▸ **STUDY MATERIAL**
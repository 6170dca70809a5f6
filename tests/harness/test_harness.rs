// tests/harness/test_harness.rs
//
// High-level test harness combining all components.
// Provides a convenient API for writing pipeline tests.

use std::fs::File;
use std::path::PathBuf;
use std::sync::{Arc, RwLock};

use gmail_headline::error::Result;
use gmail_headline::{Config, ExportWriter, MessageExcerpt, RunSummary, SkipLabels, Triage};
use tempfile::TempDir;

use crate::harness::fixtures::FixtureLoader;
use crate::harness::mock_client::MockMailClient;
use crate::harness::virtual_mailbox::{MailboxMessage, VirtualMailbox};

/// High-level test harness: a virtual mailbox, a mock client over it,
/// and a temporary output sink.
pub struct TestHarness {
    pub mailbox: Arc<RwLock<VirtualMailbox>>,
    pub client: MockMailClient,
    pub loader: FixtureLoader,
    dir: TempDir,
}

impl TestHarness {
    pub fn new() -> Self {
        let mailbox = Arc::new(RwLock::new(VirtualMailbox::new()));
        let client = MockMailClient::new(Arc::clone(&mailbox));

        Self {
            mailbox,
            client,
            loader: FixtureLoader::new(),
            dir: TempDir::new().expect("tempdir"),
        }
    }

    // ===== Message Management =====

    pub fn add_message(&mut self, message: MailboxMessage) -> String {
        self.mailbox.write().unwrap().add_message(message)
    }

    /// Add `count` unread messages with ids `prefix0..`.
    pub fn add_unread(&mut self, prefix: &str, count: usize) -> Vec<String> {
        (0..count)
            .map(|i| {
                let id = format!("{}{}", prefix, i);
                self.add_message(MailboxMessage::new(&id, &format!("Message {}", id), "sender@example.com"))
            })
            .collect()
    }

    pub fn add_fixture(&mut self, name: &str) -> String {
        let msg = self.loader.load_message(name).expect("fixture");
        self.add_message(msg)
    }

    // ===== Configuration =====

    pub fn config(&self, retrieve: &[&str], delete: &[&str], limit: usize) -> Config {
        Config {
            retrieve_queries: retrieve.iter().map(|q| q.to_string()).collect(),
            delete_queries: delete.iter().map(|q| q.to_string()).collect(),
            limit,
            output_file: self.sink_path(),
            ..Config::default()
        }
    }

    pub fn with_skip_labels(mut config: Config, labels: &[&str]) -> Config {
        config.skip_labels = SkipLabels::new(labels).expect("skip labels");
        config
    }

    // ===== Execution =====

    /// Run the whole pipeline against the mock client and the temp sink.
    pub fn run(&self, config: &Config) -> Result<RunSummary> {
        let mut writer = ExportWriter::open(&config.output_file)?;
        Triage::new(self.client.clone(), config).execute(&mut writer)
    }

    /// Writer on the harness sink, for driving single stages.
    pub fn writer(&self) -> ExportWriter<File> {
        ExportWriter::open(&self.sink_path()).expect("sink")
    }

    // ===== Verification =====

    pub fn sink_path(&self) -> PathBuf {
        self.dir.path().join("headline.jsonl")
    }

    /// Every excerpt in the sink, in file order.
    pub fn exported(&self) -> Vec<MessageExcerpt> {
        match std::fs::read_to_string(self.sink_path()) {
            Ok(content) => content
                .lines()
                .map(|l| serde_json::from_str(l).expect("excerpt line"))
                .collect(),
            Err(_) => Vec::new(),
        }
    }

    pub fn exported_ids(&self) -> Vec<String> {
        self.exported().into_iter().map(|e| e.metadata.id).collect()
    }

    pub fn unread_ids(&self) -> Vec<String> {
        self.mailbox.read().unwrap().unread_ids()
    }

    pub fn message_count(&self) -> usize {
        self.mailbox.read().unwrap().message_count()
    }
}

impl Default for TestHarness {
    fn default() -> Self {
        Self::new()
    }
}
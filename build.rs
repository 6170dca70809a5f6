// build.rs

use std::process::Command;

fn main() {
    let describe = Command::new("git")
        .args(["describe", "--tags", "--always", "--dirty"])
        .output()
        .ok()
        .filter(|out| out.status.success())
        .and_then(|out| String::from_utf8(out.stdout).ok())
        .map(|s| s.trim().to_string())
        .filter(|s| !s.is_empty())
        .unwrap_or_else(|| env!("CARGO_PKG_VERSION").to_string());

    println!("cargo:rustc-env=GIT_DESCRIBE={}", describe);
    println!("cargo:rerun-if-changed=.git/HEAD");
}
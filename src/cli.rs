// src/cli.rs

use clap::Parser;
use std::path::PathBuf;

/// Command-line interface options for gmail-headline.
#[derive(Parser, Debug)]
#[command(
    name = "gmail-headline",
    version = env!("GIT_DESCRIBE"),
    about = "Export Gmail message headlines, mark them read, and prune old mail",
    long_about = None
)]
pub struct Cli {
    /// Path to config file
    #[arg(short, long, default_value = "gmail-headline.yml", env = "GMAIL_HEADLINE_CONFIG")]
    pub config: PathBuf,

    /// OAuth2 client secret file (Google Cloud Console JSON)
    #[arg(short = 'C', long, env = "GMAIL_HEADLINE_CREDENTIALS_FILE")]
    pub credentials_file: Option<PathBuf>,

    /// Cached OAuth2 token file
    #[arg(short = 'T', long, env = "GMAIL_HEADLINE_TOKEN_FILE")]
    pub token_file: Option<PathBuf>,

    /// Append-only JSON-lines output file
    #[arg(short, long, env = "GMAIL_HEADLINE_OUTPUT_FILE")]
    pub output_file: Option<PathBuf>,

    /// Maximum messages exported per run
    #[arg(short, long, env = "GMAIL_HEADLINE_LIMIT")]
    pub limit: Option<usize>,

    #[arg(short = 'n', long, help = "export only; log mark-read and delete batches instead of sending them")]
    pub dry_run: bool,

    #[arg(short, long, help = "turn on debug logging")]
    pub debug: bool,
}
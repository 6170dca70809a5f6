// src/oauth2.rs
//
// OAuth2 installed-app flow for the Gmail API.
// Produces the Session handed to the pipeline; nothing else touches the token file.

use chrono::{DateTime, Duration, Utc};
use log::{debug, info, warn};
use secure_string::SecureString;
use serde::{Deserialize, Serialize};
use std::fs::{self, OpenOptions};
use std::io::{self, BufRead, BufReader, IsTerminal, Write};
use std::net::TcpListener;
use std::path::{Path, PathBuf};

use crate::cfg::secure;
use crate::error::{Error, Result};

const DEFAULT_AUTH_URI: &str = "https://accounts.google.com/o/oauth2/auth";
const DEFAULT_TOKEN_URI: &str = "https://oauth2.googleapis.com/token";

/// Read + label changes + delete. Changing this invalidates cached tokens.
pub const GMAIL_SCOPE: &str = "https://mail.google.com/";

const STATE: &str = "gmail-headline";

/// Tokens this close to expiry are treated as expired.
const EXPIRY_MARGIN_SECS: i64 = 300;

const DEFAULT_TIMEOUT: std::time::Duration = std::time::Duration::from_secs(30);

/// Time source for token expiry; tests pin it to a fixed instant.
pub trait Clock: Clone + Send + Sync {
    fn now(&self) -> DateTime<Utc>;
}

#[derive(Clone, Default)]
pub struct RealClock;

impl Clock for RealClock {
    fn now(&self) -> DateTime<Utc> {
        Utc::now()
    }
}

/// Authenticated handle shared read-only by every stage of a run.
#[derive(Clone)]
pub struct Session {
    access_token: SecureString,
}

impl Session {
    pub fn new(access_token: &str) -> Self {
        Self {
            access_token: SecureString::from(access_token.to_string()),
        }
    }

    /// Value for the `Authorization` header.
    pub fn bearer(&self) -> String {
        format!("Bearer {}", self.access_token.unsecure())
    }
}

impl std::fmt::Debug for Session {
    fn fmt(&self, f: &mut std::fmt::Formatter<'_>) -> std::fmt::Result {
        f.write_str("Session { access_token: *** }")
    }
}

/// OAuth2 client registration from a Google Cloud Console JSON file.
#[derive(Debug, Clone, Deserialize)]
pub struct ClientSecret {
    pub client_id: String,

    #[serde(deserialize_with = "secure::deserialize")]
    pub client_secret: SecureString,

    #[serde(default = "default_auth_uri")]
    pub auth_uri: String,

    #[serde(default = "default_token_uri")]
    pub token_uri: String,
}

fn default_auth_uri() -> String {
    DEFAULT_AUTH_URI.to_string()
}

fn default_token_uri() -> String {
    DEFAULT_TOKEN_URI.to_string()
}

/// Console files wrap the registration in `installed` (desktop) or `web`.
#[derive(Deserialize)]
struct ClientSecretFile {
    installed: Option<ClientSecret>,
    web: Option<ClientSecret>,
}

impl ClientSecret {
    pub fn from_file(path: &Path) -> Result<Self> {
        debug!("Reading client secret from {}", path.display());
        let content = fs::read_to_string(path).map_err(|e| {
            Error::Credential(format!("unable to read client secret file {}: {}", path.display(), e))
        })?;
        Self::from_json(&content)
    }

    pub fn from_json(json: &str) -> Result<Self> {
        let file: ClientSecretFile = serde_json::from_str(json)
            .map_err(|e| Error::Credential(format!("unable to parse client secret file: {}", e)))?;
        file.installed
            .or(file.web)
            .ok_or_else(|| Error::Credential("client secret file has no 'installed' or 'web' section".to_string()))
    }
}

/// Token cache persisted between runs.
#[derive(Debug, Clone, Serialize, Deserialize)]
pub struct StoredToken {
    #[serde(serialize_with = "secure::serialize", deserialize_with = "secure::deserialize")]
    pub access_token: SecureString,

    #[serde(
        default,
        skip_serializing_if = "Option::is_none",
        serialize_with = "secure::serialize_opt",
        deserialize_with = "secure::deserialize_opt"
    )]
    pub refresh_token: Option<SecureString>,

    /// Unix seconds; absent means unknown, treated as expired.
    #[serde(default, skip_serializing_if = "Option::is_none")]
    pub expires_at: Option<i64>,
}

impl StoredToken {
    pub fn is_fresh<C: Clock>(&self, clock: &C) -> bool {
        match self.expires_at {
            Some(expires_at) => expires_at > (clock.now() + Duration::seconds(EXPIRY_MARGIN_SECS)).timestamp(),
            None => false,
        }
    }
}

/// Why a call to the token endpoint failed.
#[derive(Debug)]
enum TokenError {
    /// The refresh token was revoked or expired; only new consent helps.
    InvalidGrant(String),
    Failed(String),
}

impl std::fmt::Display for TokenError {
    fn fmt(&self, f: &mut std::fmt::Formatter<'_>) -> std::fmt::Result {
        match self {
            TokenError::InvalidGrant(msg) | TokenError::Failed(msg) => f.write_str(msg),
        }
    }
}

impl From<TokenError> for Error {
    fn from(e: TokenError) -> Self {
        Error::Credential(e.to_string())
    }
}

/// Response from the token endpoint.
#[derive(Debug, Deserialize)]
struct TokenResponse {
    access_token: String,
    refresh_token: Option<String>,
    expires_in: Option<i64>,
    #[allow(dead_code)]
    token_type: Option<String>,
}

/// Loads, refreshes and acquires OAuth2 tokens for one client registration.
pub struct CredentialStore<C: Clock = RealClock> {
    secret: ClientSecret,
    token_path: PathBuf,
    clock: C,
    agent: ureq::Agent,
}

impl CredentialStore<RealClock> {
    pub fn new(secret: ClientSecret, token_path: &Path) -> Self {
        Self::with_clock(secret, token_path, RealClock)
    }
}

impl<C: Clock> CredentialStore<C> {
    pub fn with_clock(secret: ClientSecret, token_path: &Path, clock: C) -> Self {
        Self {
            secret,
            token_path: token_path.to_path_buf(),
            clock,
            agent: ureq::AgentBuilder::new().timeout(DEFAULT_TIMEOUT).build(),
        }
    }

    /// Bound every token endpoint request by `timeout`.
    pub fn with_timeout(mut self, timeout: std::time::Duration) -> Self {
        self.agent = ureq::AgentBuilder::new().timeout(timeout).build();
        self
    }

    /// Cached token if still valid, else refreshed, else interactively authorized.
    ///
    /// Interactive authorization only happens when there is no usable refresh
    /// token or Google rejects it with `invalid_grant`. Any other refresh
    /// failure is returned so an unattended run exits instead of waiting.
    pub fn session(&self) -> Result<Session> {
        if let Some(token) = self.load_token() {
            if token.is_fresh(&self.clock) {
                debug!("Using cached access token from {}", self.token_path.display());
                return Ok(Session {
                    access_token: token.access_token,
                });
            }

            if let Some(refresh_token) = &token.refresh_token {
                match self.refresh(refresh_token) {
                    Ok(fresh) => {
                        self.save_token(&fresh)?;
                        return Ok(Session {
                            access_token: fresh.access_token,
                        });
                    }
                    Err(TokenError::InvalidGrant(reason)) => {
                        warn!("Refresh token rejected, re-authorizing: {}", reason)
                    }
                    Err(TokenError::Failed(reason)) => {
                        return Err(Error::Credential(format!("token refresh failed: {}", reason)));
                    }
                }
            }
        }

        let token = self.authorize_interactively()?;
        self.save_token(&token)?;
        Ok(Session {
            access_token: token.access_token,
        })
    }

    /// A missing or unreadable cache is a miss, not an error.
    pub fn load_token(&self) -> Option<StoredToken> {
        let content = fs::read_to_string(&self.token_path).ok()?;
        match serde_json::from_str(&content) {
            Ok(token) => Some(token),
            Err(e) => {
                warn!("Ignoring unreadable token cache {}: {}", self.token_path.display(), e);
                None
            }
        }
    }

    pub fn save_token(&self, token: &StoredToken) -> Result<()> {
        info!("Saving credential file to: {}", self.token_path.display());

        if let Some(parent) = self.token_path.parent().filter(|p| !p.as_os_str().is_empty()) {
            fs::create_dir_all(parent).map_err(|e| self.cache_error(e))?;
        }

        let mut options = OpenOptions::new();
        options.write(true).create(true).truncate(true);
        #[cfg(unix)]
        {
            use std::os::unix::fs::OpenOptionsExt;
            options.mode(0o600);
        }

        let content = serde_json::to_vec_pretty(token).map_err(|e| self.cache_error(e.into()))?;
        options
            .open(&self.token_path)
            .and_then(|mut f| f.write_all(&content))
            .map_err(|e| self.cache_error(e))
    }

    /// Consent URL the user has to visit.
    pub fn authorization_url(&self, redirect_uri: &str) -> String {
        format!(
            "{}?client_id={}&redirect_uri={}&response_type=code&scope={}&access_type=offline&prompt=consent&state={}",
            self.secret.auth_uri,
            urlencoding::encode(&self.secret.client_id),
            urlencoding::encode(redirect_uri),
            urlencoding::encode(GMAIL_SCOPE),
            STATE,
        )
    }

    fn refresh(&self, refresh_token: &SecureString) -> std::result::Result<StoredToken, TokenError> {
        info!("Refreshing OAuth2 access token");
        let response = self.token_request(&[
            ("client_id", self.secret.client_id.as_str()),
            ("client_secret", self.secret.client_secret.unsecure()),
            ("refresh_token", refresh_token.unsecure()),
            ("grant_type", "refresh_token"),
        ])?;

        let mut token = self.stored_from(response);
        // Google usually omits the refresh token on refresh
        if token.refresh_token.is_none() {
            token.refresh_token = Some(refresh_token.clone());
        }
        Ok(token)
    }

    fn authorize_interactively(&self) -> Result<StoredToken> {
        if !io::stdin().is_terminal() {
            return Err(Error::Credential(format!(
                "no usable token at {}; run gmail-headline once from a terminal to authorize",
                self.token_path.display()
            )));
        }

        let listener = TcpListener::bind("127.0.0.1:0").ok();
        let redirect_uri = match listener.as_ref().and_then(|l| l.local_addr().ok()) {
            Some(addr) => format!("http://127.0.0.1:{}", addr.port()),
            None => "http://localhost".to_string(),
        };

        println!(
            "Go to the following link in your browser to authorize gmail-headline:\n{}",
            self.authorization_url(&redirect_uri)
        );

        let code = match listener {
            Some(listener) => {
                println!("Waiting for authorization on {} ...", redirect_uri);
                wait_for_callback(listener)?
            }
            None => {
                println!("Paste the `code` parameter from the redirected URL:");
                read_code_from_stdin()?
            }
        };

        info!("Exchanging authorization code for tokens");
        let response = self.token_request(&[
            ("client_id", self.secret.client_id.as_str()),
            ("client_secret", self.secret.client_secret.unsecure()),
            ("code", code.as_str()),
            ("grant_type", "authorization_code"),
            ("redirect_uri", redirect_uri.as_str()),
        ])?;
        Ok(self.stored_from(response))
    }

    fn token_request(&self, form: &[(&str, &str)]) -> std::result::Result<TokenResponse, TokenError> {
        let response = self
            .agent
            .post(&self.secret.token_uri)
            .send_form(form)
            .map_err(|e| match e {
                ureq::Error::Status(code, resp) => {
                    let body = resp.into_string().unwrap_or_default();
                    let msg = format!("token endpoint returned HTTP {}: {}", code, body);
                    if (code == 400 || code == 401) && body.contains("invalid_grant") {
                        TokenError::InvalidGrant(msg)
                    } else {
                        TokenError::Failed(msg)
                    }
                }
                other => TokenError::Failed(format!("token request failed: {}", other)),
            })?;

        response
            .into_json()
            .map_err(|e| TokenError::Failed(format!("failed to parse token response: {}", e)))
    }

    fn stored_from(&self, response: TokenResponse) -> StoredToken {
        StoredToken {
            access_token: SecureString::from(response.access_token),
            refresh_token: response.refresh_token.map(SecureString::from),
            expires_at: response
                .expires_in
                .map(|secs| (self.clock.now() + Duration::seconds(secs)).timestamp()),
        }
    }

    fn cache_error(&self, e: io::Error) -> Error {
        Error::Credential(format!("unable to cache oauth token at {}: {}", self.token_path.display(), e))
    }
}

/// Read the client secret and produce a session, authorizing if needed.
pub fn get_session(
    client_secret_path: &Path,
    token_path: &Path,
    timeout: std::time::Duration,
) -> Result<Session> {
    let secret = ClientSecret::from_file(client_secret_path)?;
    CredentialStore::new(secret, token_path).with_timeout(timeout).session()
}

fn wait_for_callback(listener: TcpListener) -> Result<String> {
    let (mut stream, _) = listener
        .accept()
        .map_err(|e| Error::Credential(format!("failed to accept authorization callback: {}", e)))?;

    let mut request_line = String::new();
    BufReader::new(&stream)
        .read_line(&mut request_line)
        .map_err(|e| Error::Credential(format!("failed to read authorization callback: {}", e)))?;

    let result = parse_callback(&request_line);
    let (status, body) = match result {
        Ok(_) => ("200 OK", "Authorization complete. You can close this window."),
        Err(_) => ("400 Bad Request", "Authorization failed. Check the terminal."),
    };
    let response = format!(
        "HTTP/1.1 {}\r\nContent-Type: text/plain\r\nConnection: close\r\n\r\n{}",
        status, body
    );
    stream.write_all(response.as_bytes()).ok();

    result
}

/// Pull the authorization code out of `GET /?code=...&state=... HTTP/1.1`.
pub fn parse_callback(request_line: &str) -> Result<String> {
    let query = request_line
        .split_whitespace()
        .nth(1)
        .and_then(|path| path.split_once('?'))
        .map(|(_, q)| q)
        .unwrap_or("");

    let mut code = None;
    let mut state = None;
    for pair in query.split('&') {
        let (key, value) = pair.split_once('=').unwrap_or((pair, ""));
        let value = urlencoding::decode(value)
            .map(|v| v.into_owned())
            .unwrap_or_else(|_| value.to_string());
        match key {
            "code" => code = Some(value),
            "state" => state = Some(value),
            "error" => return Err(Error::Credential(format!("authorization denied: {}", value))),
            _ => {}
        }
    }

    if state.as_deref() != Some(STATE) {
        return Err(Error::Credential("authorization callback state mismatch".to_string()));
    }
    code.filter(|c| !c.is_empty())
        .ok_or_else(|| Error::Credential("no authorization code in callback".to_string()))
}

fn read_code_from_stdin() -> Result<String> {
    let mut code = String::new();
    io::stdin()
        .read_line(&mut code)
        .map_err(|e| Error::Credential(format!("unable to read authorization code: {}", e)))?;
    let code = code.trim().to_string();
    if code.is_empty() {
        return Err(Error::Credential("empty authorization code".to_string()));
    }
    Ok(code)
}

▸ **WHAT IS EXPECTED**
Set down, exactly as they appear above, all lines from the one that has "to cache oauth" down to the one that has "complete. You can", including those two and no others.

▸ **SOLUTION TO THE PROBLEM**
        Error::Credential(format!("unable to cache oauth token at {}: {}", self.token_path.display(), e))
    }
}

/// Read the client secret and produce a session, authorizing if needed.
pub fn get_session(
    client_secret_path: &Path,
    token_path: &Path,
    timeout: std::time::Duration,
) -> Result<Session> {
    let secret = ClientSecret::from_file(client_secret_path)?;
    CredentialStore::new(secret, token_path).with_timeout(timeout).session()
}

fn wait_for_callback(listener: TcpListener) -> Result<String> {
    let (mut stream, _) = listener
        .accept()
        .map_err(|e| Error::Credential(format!("failed to accept authorization callback: {}", e)))?;

    let mut request_line = String::new();
    BufReader::new(&stream)
        .read_line(&mut request_line)
        .map_err(|e| Error::Credential(format!("failed to read authorization callback: {}", e)))?;

    let result = parse_callback(&request_line);
    let (status, body) = match result {
        Ok(_) => ("200 OK", "Authorization complete. You can close this window."),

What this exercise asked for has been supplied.